» Your instructions
Set down every record below exactly as it stands.

» Stored data
------------

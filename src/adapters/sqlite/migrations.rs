//! SQLite database migration management.

use sqlx::SqlitePool;
use thiserror::Error;
use tracing::info;

#[derive(Debug, Error)]
pub enum MigrationError {
    #[error("Failed to execute migration {version}: {source}")]
    ExecutionError { version: i64, #[source] source: sqlx::Error },
    #[error("Failed to get schema version: {0}")]
    VersionCheckError(#[source] sqlx::Error),
}

#[derive(Debug, Clone)]
pub struct Migration {
    pub version: i64,
    pub description: String,
    pub sql: String,
}

pub struct Migrator {
    pool: SqlitePool,
}

impl Migrator {
    pub fn new(pool: SqlitePool) -> Self {
        Self { pool }
    }

    /// Apply every migration newer than the recorded schema version.
    pub async fn run_embedded_migrations(&self, migrations: Vec<Migration>) -> Result<usize, MigrationError> {
        self.ensure_migrations_table().await?;
        let current_version = self.get_current_version().await?;
        let pending: Vec<_> = migrations.into_iter().filter(|m| m.version > current_version).collect();

        if pending.is_empty() {
            return Ok(0);
        }

        for migration in &pending {
            self.apply_migration(migration).await?;
            info!(version = migration.version, description = %migration.description, "Applied migration");
        }

        Ok(pending.len())
    }

    async fn ensure_migrations_table(&self) -> Result<(), MigrationError> {
        sqlx::query(
            "CREATE TABLE IF NOT EXISTS schema_migrations (
                version INTEGER PRIMARY KEY,
                applied_at TEXT NOT NULL DEFAULT (datetime('now')),
                description TEXT
            )"
        )
        .execute(&self.pool)
        .await
        .map_err(|e| MigrationError::ExecutionError { version: 0, source: e })?;
        Ok(())
    }

    pub async fn get_current_version(&self) -> Result<i64, MigrationError> {
        let result: Option<(i64,)> = sqlx::query_as("SELECT COALESCE(MAX(version), 0) FROM schema_migrations")
            .fetch_optional(&self.pool)
            .await
            .map_err(MigrationError::VersionCheckError)?;
        Ok(result.map(|(v,)| v).unwrap_or(0))
    }

    async fn apply_migration(&self, migration: &Migration) -> Result<(), MigrationError> {
        let exec_err = |e| MigrationError::ExecutionError { version: migration.version, source: e };
        let mut tx = self.pool.begin().await.map_err(exec_err)?;

        sqlx::raw_sql(&migration.sql)
            .execute(&mut *tx)
            .await
            .map_err(exec_err)?;

        sqlx::query("INSERT INTO schema_migrations (version, description) VALUES (?, ?)")
            .bind(migration.version)
            .bind(&migration.description)
            .execute(&mut *tx)
            .await
            .map_err(exec_err)?;

        tx.commit().await.map_err(exec_err)?;
        Ok(())
    }
}

pub fn initial_schema_migration() -> Migration {
    Migration {
        version: 1,
        description: "Value log, variant catalog, task similarity and linear models".to_string(),
        sql: include_str!("../../../migrations/001_initial_schema.sql").to_string(),
    }
}

pub fn all_embedded_migrations() -> Vec<Migration> {
    vec![initial_schema_migration()]
}

#[cfg(test)]
mod tests {
    use super::*;
    use crate::adapters::sqlite::create_test_pool;

    #[tokio::test]
    async fn test_migrations_are_recorded_and_idempotent() {
        let pool = create_test_pool().await.unwrap();
        let migrator = Migrator::new(pool.clone());

        assert_eq!(migrator.run_embedded_migrations(all_embedded_migrations()).await.unwrap(), 1);
        assert_eq!(migrator.get_current_version().await.unwrap(), 1);
        assert_eq!(migrator.run_embedded_migrations(all_embedded_migrations()).await.unwrap(), 0);

        let (count,): (i64,) = sqlx::query_as(
            "SELECT COUNT(*) FROM sqlite_master WHERE type = 'table' AND name IN
             ('value_updates', 'variants', 'task_similarity', 'linear_models')",
        )
        .fetch_one(&pool)
        .await
        .unwrap();
        assert_eq!(count, 4);
    }
}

------------

» Response to the exercise
filename src/adapters/sqlite/migrations.rs
//! SQLite database migration management.

use sqlx::SqlitePool;
use thiserror::Error;
use tracing::info;

#[derive(Debug, Error)]
pub enum MigrationError {
    #[error("Failed to execute migration {version}: {source}")]
    ExecutionError { version: i64, #[source] source: sqlx::Error },
    #[error("Failed to get schema version: {0}")]
    VersionCheckError(#[source] sqlx::Error),
}

#[derive(Debug, Clone)]
pub struct Migration {
    pub version: i64,
    pub description: String,
    pub sql: String,
}

pub struct Migrator {
    pool: SqlitePool,
}

impl Migrator {
    pub fn new(pool: SqlitePool) -> Self {
        Self { pool }
    }

    /// Apply every migration newer than the recorded schema version.
    pub async fn run_embedded_migrations(&self, migrations: Vec<Migration>) -> Result<usize, MigrationError> {
        self.ensure_migrations_table().await?;
        let current_version = self.get_current_version().await?;
        let pending: Vec<_> = migrations.into_iter().filter(|m| m.version > current_version).collect();

        if pending.is_empty() {
            return Ok(0);
        }

        for migration in &pending {
            self.apply_migration(migration).await?;
            info!(version = migration.version, description = %migration.description, "Applied migration");
        }

        Ok(pending.len())
    }

    async fn ensure_migrations_table(&self) -> Result<(), MigrationError> {
        sqlx::query(
            "CREATE TABLE IF NOT EXISTS schema_migrations (
                version INTEGER PRIMARY KEY,
                applied_at TEXT NOT NULL DEFAULT (datetime('now')),
                description TEXT
            )"
        )
        .execute(&self.pool)
        .await
        .map_err(|e| MigrationError::ExecutionError { version: 0, source: e })?;
        Ok(())
    }

    pub async fn get_current_version(&self) -> Result<i64, MigrationError> {
        let result: Option<(i64,)> = sqlx::query_as("SELECT COALESCE(MAX(version), 0) FROM schema_migrations")
            .fetch_optional(&self.pool)
            .await
            .map_err(MigrationError::VersionCheckError)?;
        Ok(result.map(|(v,)| v).unwrap_or(0))
    }

    async fn apply_migration(&self, migration: &Migration) -> Result<(), MigrationError> {
        let exec_err = |e| MigrationError::ExecutionError { version: migration.version, source: e };
        let mut tx = self.pool.begin().await.map_err(exec_err)?;

        sqlx::raw_sql(&migration.sql)
            .execute(&mut *tx)
            .await
            .map_err(exec_err)?;

        sqlx::query("INSERT INTO schema_migrations (version, description) VALUES (?, ?)")
            .bind(migration.version)
            .bind(&migration.description)
            .execute(&mut *tx)
            .await
            .map_err(exec_err)?;

        tx.commit().await.map_err(exec_err)?;
        Ok(())
    }
}

pub fn initial_schema_migration() -> Migration {
    Migration {
        version: 1,
        description: "Value log, variant catalog, task similarity and linear models".to_string(),
        sql: include_str!("../../../migrations/001_initial_schema.sql").to_string(),
    }
}

pub fn all_embedded_migrations() -> Vec<Migration> {
    vec![initial_schema_migration()]
}

#[cfg(test)]
mod tests {
    use super::*;
    use crate::adapters::sqlite::create_test_pool;

    #[tokio::test]
    async fn test_migrations_are_recorded_and_idempotent() {
        let pool = create_test_pool().await.unwrap();
        let migrator = Migrator::new(pool.clone());

        assert_eq!(migrator.run_embedded_migrations(all_embedded_migrations()).await.unwrap(), 1);
        assert_eq!(migrator.get_current_version().await.unwrap(), 1);
        assert_eq!(migrator.run_embedded_migrations(all_embedded_migrations()).await.unwrap(), 0);

        let (count,): (i64,) = sqlx::query_as(
            "SELECT COUNT(*) FROM sqlite_master WHERE type = 'table' AND name IN
             ('value_updates', 'variants', 'task_similarity', 'linear_models')",
        )
        .fetch_one(&pool)
        .await
        .unwrap();
        assert_eq!(count, 4);
    }
}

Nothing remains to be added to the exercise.